The output needs to be of the format y years m months d days h hours m minutes s seconds
. Here is what I have written:
import java.time.Duration;
import java.time.Instant;
import java.time.LocalDateTime;
import java.time.Period;
import java.time.ZoneId;
public class Main {
static final int MINUTES_PER_HOUR = 60;
static final int SECONDS_PER_MINUTE = 60;
static final int SECONDS_PER_HOUR = SECONDS_PER_MINUTE * MINUTES_PER_HOUR;
public static void main(String[] args) {
LocalDateTime toDateTime = LocalDateTime.of(2014, 9, 9, 19, 46, 45);
LocalDateTime fromDateTime = LocalDateTime.of(1984, 12, 16, 7, 45, 55);
Period period = getPeriod(fromDateTime, toDateTime);
long time[] = getTime(fromDateTime, toDateTime);
System.out.println(period.getYears() + " years " +
period.getMonths() + " months " +
period.getDays() + " days " +
time[0] + " hours " +
time[1] + " minutes " +
time[2] + " seconds.");
}
private static Period getPeriod(LocalDateTime dob, LocalDateTime now) {
return Period.between(dob.toLocalDate(), now.toLocalDate());
}
private static long[] getTime(LocalDateTime dob, LocalDateTime now) {
LocalDateTime today = LocalDateTime.of(now.getYear(),
now.getMonthValue(), now.getDayOfMonth(), dob.getHour(), dob.getMinute(), dob.getSecond());
Duration duration = Duration.between(today, now);
long seconds = duration.getSeconds();
long hours = seconds / SECONDS_PER_HOUR;
long minutes = ((seconds % SECONDS_PER_HOUR) / SECONDS_PER_MINUTE);
long secs = (seconds % SECONDS_PER_MINUTE);
return new long[]{hours, minutes, secs};
}
}
The output that I am getting is 29 years 8 months 24 days 12 hours 0 minutes 50 seconds
. I have checked my result from this website (with values 12/16/1984 07:45:55
and 09/09/2014 19:46:45
). The following screenshot shows the output:
I am pretty sure that the fields after the month value is coming wrong from my code. Any suggestion would be very helpful.
Update
I have tested my result from another website and the result I got is different. Here it is: Calculate duration between two dates (result: 29 years, 8 months, 24 days, 12 hours, 0 minutes and 50 seconds).
Update
Since I got two different results from two different sites, I am wondering if the algorithm of my calculation is legitimate or not. If I use following two LocalDateTime
objects:
LocalDateTime toDateTime = LocalDateTime.of(2014, 9, 10, 6, 40, 45);
LocalDateTime fromDateTime = LocalDateTime.of(1984, 12, 16, 7, 45, 55);
Then the output is coming: 29 years 8 months 25 days -1 hours -5 minutes -10 seconds.

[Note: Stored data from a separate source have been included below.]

use std::io;
use thiserror::Error;

#[derive(Error, Debug)]
pub enum GatewayError {
    #[error("I/O error: {0}")]
    Io(#[from] io::Error),

    #[error("hyper error: {0}")]
    Hyper(#[from] hyper::Error),

    #[error("invalid HTTP construct: {0}")]
    Http(#[from] http::Error),

    #[error("response serialization error: {0}")]
    Serialization(#[from] serde_json::Error),

    #[error("aggregator configuration error: {0}")]
    InvalidAggregatorConfig(#[from] aggregator::config::ValidationError),

    #[error("listener configuration error: {0}")]
    InvalidListenerConfig(#[from] crate::config::ValidationError),
}
// Per-key cache of merged aggregation results, so repeated requests for the
// same key within the TTL skip the upstream fan-out entirely.
use crate::config::CacheConfig;
use crate::metrics_defs::{RESULT_CACHE_HIT, RESULT_CACHE_MISS};
use crate::record::{AggregateRecord, AggregationKey};
use moka::sync::Cache;
use shared::counter;
use std::time::Duration;

pub struct ResultCache {
    cache: Cache<AggregationKey, AggregateRecord>,
}

impl ResultCache {
    pub fn new(config: &CacheConfig) -> Self {
        let cache = Cache::builder()
            .max_capacity(config.max_capacity)
            .time_to_live(Duration::from_millis(config.ttl_ms))
            .build();

        ResultCache { cache }
    }

    /// Returns the cached record for the key, or `None` when no entry exists
    /// or the entry's TTL has elapsed. Expired data is never returned.
    pub fn get(&self, key: &AggregationKey) -> Option<AggregateRecord> {
        let entry = self.cache.get(key);
        let metric_def = if entry.is_some() {
            RESULT_CACHE_HIT
        } else {
            RESULT_CACHE_MISS
        };
        counter!(metric_def).increment(1);
        entry
    }

    /// Stores the record for the key, replacing any previous entry
    /// (last-writer-wins; concurrent writes are not merged).
    pub fn insert(&self, key: &AggregationKey, record: AggregateRecord) {
        self.cache.insert(key.clone(), record);
    }

    pub fn invalidate(&self, key: &AggregationKey) {
        self.cache.invalidate(key);
    }
}

#[cfg(test)]
mod tests {
    use super::*;
    use indexmap::IndexMap;
    use serde_json::json;

    fn test_cache(ttl_ms: u64) -> ResultCache {
        ResultCache::new(&CacheConfig {
            ttl_ms,
            max_capacity: 100,
        })
    }

    fn record(value: i64) -> AggregateRecord {
        AggregateRecord {
            sections: IndexMap::from([("users".to_string(), Some(json!({"id": value})))]),
            note: None,
        }
    }

    #[test]
    fn hit_within_ttl_returns_the_stored_record() {
        let cache = test_cache(60_000);
        let key: AggregationKey = "user-1".parse().unwrap();

        cache.insert(&key, record(1));
        assert_eq!(cache.get(&key), Some(record(1)));
    }

    #[test]
    fn expired_entries_behave_as_absent() {
        let cache = test_cache(50);
        let key: AggregationKey = "user-1".parse().unwrap();

        cache.insert(&key, record(1));
        assert!(cache.get(&key).is_some());

        std::thread::sleep(Duration::from_millis(80));
        assert_eq!(cache.get(&key), None);
    }

    #[test]
    fn insert_overwrites_previous_entry() {
        let cache = test_cache(60_000);
        let key: AggregationKey = "user-1".parse().unwrap();

        cache.insert(&key, record(1));
        cache.insert(&key, record(2));
        assert_eq!(cache.get(&key), Some(record(2)));
    }

    #[test]
    fn invalidate_removes_the_entry() {
        let cache = test_cache(60_000);
        let key: AggregationKey = "user-1".parse().unwrap();

        cache.insert(&key, record(1));
        cache.invalidate(&key);
        assert_eq!(cache.get(&key), None);
    }
}
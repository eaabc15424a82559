use crate::errors::GatewayError;
use crate::filter::{Endpoint, TraceContext};
use aggregator::{AggregateRecord, AggregationKey, Aggregator};
use async_trait::async_trait;
use chrono::{DateTime, Utc};
use http::HeaderValue;
use http::header::CONTENT_TYPE;
use hyper::body::Bytes;
use hyper::{Method, Request, Response, StatusCode};
use serde::Serialize;
use std::sync::Arc;

pub const AGGREGATE_PATH_PREFIX: &str = "/api/aggregate/";

/// Envelope wrapping every API answer, degraded or not.
#[derive(Serialize, Debug)]
#[serde(rename_all = "camelCase")]
pub struct ApiResponse {
    pub success: bool,
    #[serde(skip_serializing_if = "Option::is_none")]
    pub data: Option<AggregateRecord>,
    pub message: String,
    pub trace_id: String,
    pub timestamp: DateTime<Utc>,
}

impl ApiResponse {
    pub fn success(data: AggregateRecord, message: impl Into<String>, trace_id: &str) -> Self {
        ApiResponse {
            success: true,
            data: Some(data),
            message: message.into(),
            trace_id: trace_id.to_string(),
            timestamp: Utc::now(),
        }
    }

    pub fn error(message: impl Into<String>, trace_id: &str) -> Self {
        ApiResponse {
            success: false,
            data: None,
            message: message.into(),
            trace_id: trace_id.to_string(),
            timestamp: Utc::now(),
        }
    }
}

/// API handler fronting the aggregator.
///
/// Upstream degradation is not an error here: a partial aggregate is a 200
/// with the note in the message. Only a malformed request or an unexpected
/// internal fault produces an error envelope.
pub struct ApiEndpoint {
    aggregator: Arc<Aggregator>,
}

impl ApiEndpoint {
    pub fn new(aggregator: Arc<Aggregator>) -> Self {
        ApiEndpoint { aggregator }
    }

    async fn respond(
        &self,
        req: &Request<Bytes>,
        trace_id: &str,
    ) -> Result<Response<Bytes>, GatewayError> {
        let path = req.uri().path();
        match (req.method(), path.strip_prefix(AGGREGATE_PATH_PREFIX)) {
            (&Method::GET, Some(raw_key)) => match raw_key.parse::<AggregationKey>() {
                Ok(key) => {
                    let record = self.aggregator.get_aggregate(&key, trace_id).await;
                    let message = record
                        .note
                        .clone()
                        .unwrap_or_else(|| "Success".to_string());
                    json_response(
                        StatusCode::OK,
                        &ApiResponse::success(record, message, trace_id),
                    )
                }
                Err(e) => {
                    tracing::warn!(
                        trace_id,
                        key = raw_key,
                        error = %e,
                        "rejecting malformed aggregation key"
                    );
                    json_response(
                        StatusCode::BAD_REQUEST,
                        &ApiResponse::error(e.to_string(), trace_id),
                    )
                }
            },
            _ => json_response(
                StatusCode::NOT_FOUND,
                &ApiResponse::error("no such route", trace_id),
            ),
        }
    }
}

#[async_trait]
impl Endpoint for ApiEndpoint {
    async fn handle(&self, req: Request<Bytes>) -> Response<Bytes> {
        let trace_id = req
            .extensions()
            .get::<TraceContext>()
            .map(|context| context.trace_id.clone())
            .unwrap_or_default();

        match self.respond(&req, &trace_id).await {
            Ok(response) => response,
            Err(e) => {
                tracing::error!(
                    trace_id,
                    method = %req.method(),
                    path = %req.uri().path(),
                    error = %e,
                    "internal error handling request"
                );
                internal_error_response(&trace_id)
            }
        }
    }
}

fn json_response(
    status: StatusCode,
    envelope: &ApiResponse,
) -> Result<Response<Bytes>, GatewayError> {
    let body = serde_json::to_vec(envelope)?;
    Ok(Response::builder()
        .status(status)
        .header(CONTENT_TYPE, "application/json")
        .body(Bytes::from(body))?)
}

/// Generic envelope for faults the handler did not anticipate. Built without
/// serialization so this path cannot itself fail.
fn internal_error_response(trace_id: &str) -> Response<Bytes> {
    let envelope = ApiResponse::error("internal server error", trace_id);
    let body = serde_json::to_vec(&envelope).unwrap_or_default();
    let mut response = Response::new(Bytes::from(body));
    *response.status_mut() = StatusCode::INTERNAL_SERVER_ERROR;
    response
        .headers_mut()
        .insert(CONTENT_TYPE, HeaderValue::from_static("application/json"));
    response
}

From this link it should be 29 years 8 months 24 days 22 hours, 54 minutes and 50 seconds
. So the algorithm needs to handle the negative numbers too.
Note the question is not about which site gave me what result, I need to know the right algorithm and need to have right results.
Java Solutions
Solution 1 - Java
I found the best way to do this is with ChronoUnit.
long minutes = ChronoUnit.MINUTES.between(fromDate, toDate);
long hours = ChronoUnit.HOURS.between(fromDate, toDate);
Additional documentation is here: https://docs.oracle.com/javase/tutorial/datetime/iso/period.html
Solution 2 - Java
Unfortunately, there doesn't seem to be a period class that spans time as well, so you might have to do the calculations on your own.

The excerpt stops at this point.